TASK STATEMENT: Nothing in the data may change. Copy all of it exactly.

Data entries

• • • • •

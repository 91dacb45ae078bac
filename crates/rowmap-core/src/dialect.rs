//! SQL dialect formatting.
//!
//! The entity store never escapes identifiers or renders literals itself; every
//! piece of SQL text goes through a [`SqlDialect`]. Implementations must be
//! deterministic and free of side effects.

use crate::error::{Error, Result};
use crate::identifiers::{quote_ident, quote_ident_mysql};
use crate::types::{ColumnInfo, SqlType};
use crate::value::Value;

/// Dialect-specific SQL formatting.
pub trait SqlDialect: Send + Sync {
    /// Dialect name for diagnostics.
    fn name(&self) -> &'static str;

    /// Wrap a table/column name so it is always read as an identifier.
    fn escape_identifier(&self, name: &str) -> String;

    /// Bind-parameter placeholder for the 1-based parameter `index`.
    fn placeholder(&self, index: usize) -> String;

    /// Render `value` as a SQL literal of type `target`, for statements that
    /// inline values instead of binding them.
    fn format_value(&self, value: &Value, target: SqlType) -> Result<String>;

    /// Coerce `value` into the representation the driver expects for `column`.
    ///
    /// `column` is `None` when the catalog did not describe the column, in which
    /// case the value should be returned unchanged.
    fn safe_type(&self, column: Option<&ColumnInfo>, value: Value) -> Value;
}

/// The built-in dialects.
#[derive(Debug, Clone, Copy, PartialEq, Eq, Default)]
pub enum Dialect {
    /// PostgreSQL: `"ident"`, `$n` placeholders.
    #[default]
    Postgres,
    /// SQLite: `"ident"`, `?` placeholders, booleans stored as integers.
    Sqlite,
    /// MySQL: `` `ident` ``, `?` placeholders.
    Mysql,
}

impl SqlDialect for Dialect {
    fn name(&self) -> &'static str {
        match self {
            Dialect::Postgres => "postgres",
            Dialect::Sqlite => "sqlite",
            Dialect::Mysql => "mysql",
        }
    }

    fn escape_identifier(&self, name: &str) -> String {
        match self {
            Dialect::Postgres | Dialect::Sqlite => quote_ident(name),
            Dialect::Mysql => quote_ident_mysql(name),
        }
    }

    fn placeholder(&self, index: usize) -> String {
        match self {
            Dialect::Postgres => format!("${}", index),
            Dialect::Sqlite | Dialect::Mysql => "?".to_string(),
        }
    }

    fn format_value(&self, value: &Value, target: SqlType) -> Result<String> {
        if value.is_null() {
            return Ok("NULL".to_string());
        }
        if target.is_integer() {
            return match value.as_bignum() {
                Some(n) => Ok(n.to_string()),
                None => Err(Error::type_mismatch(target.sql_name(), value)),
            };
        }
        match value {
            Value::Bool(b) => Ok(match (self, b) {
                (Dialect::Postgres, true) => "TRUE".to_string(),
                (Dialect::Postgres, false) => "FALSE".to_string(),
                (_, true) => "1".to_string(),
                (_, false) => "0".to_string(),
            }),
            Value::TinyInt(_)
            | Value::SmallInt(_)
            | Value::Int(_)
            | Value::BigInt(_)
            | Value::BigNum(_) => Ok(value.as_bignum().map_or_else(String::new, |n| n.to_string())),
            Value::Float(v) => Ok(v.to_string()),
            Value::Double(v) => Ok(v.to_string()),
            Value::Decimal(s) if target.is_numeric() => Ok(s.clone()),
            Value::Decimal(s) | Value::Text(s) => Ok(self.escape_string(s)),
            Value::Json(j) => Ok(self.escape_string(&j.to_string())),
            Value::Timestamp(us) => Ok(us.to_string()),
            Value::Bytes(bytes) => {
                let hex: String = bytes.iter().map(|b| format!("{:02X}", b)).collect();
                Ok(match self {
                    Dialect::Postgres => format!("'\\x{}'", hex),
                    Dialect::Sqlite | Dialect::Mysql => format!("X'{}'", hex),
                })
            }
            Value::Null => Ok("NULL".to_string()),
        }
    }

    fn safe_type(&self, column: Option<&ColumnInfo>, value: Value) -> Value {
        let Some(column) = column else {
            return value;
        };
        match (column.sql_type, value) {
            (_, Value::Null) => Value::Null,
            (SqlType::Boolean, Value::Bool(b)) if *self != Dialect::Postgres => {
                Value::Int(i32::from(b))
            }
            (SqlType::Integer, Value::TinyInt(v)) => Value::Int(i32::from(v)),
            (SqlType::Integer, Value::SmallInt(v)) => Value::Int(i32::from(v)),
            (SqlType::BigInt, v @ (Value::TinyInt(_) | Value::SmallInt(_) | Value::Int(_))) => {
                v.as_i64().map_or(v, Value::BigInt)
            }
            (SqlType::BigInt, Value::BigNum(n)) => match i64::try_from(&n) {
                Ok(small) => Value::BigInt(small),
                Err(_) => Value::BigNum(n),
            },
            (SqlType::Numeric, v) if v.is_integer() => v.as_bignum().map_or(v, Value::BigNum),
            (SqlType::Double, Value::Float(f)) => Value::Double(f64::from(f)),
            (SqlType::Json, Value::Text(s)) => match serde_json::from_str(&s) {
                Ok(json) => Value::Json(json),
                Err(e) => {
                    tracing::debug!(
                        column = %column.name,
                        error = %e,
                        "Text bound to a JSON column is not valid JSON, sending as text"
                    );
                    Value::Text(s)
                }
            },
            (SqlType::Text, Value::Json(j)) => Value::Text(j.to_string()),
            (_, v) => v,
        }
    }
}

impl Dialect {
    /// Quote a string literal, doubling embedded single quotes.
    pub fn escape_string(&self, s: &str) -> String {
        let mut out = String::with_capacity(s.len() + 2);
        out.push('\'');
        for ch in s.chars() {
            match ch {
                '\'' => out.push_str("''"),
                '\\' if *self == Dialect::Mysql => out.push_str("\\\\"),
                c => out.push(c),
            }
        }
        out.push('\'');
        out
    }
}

• • • • •

ANSWER TO THIS EXERCISE:
repository 91dacb45ae078bac
filename crates/rowmap-core/src/dialect.rs
//! SQL dialect formatting.
//!
//! The entity store never escapes identifiers or renders literals itself; every
//! piece of SQL text goes through a [`SqlDialect`]. Implementations must be
//! deterministic and free of side effects.

use crate::error::{Error, Result};
use crate::identifiers::{quote_ident, quote_ident_mysql};
use crate::types::{ColumnInfo, SqlType};
use crate::value::Value;

/// Dialect-specific SQL formatting.
pub trait SqlDialect: Send + Sync {
    /// Dialect name for diagnostics.
    fn name(&self) -> &'static str;

    /// Wrap a table/column name so it is always read as an identifier.
    fn escape_identifier(&self, name: &str) -> String;

    /// Bind-parameter placeholder for the 1-based parameter `index`.
    fn placeholder(&self, index: usize) -> String;

    /// Render `value` as a SQL literal of type `target`, for statements that
    /// inline values instead of binding them.
    fn format_value(&self, value: &Value, target: SqlType) -> Result<String>;

    /// Coerce `value` into the representation the driver expects for `column`.
    ///
    /// `column` is `None` when the catalog did not describe the column, in which
    /// case the value should be returned unchanged.
    fn safe_type(&self, column: Option<&ColumnInfo>, value: Value) -> Value;
}

/// The built-in dialects.
#[derive(Debug, Clone, Copy, PartialEq, Eq, Default)]
pub enum Dialect {
    /// PostgreSQL: `"ident"`, `$n` placeholders.
    #[default]
    Postgres,
    /// SQLite: `"ident"`, `?` placeholders, booleans stored as integers.
    Sqlite,
    /// MySQL: `` `ident` ``, `?` placeholders.
    Mysql,
}

impl SqlDialect for Dialect {
    fn name(&self) -> &'static str {
        match self {
            Dialect::Postgres => "postgres",
            Dialect::Sqlite => "sqlite",
            Dialect::Mysql => "mysql",
        }
    }

    fn escape_identifier(&self, name: &str) -> String {
        match self {
            Dialect::Postgres | Dialect::Sqlite => quote_ident(name),
            Dialect::Mysql => quote_ident_mysql(name),
        }
    }

    fn placeholder(&self, index: usize) -> String {
        match self {
            Dialect::Postgres => format!("${}", index),
            Dialect::Sqlite | Dialect::Mysql => "?".to_string(),
        }
    }

    fn format_value(&self, value: &Value, target: SqlType) -> Result<String> {
        if value.is_null() {
            return Ok("NULL".to_string());
        }
        if target.is_integer() {
            return match value.as_bignum() {
                Some(n) => Ok(n.to_string()),
                None => Err(Error::type_mismatch(target.sql_name(), value)),
            };
        }
        match value {
            Value::Bool(b) => Ok(match (self, b) {
                (Dialect::Postgres, true) => "TRUE".to_string(),
                (Dialect::Postgres, false) => "FALSE".to_string(),
                (_, true) => "1".to_string(),
                (_, false) => "0".to_string(),
            }),
            Value::TinyInt(_)
            | Value::SmallInt(_)
            | Value::Int(_)
            | Value::BigInt(_)
            | Value::BigNum(_) => Ok(value.as_bignum().map_or_else(String::new, |n| n.to_string())),
            Value::Float(v) => Ok(v.to_string()),
            Value::Double(v) => Ok(v.to_string()),
            Value::Decimal(s) if target.is_numeric() => Ok(s.clone()),
            Value::Decimal(s) | Value::Text(s) => Ok(self.escape_string(s)),
            Value::Json(j) => Ok(self.escape_string(&j.to_string())),
            Value::Timestamp(us) => Ok(us.to_string()),
            Value::Bytes(bytes) => {
                let hex: String = bytes.iter().map(|b| format!("{:02X}", b)).collect();
                Ok(match self {
                    Dialect::Postgres => format!("'\\x{}'", hex),
                    Dialect::Sqlite | Dialect::Mysql => format!("X'{}'", hex),
                })
            }
            Value::Null => Ok("NULL".to_string()),
        }
    }

    fn safe_type(&self, column: Option<&ColumnInfo>, value: Value) -> Value {
        let Some(column) = column else {
            return value;
        };
        match (column.sql_type, value) {
            (_, Value::Null) => Value::Null,
            (SqlType::Boolean, Value::Bool(b)) if *self != Dialect::Postgres => {
                Value::Int(i32::from(b))
            }
            (SqlType::Integer, Value::TinyInt(v)) => Value::Int(i32::from(v)),
            (SqlType::Integer, Value::SmallInt(v)) => Value::Int(i32::from(v)),
            (SqlType::BigInt, v @ (Value::TinyInt(_) | Value::SmallInt(_) | Value::Int(_))) => {
                v.as_i64().map_or(v, Value::BigInt)
            }
            (SqlType::BigInt, Value::BigNum(n)) => match i64::try_from(&n) {
                Ok(small) => Value::BigInt(small),
                Err(_) => Value::BigNum(n),
            },
            (SqlType::Numeric, v) if v.is_integer() => v.as_bignum().map_or(v, Value::BigNum),
            (SqlType::Double, Value::Float(f)) => Value::Double(f64::from(f)),
            (SqlType::Json, Value::Text(s)) => match serde_json::from_str(&s) {
                Ok(json) => Value::Json(json),
                Err(e) => {
                    tracing::debug!(
                        column = %column.name,
                        error = %e,
                        "Text bound to a JSON column is not valid JSON, sending as text"
                    );
                    Value::Text(s)
                }
            },
            (SqlType::Text, Value::Json(j)) => Value::Text(j.to_string()),
            (_, v) => v,
        }
    }
}

impl Dialect {
    /// Quote a string literal, doubling embedded single quotes.
    pub fn escape_string(&self, s: &str) -> String {
        let mut out = String::with_capacity(s.len() + 2);
        out.push('\'');
        for ch in s.chars() {
            match ch {
                '\'' => out.push_str("''"),
                '\\' if *self == Dialect::Mysql => out.push_str("\\\\"),
                c => out.push(c),
            }
        }
        out.push('\'');
        out
    }
}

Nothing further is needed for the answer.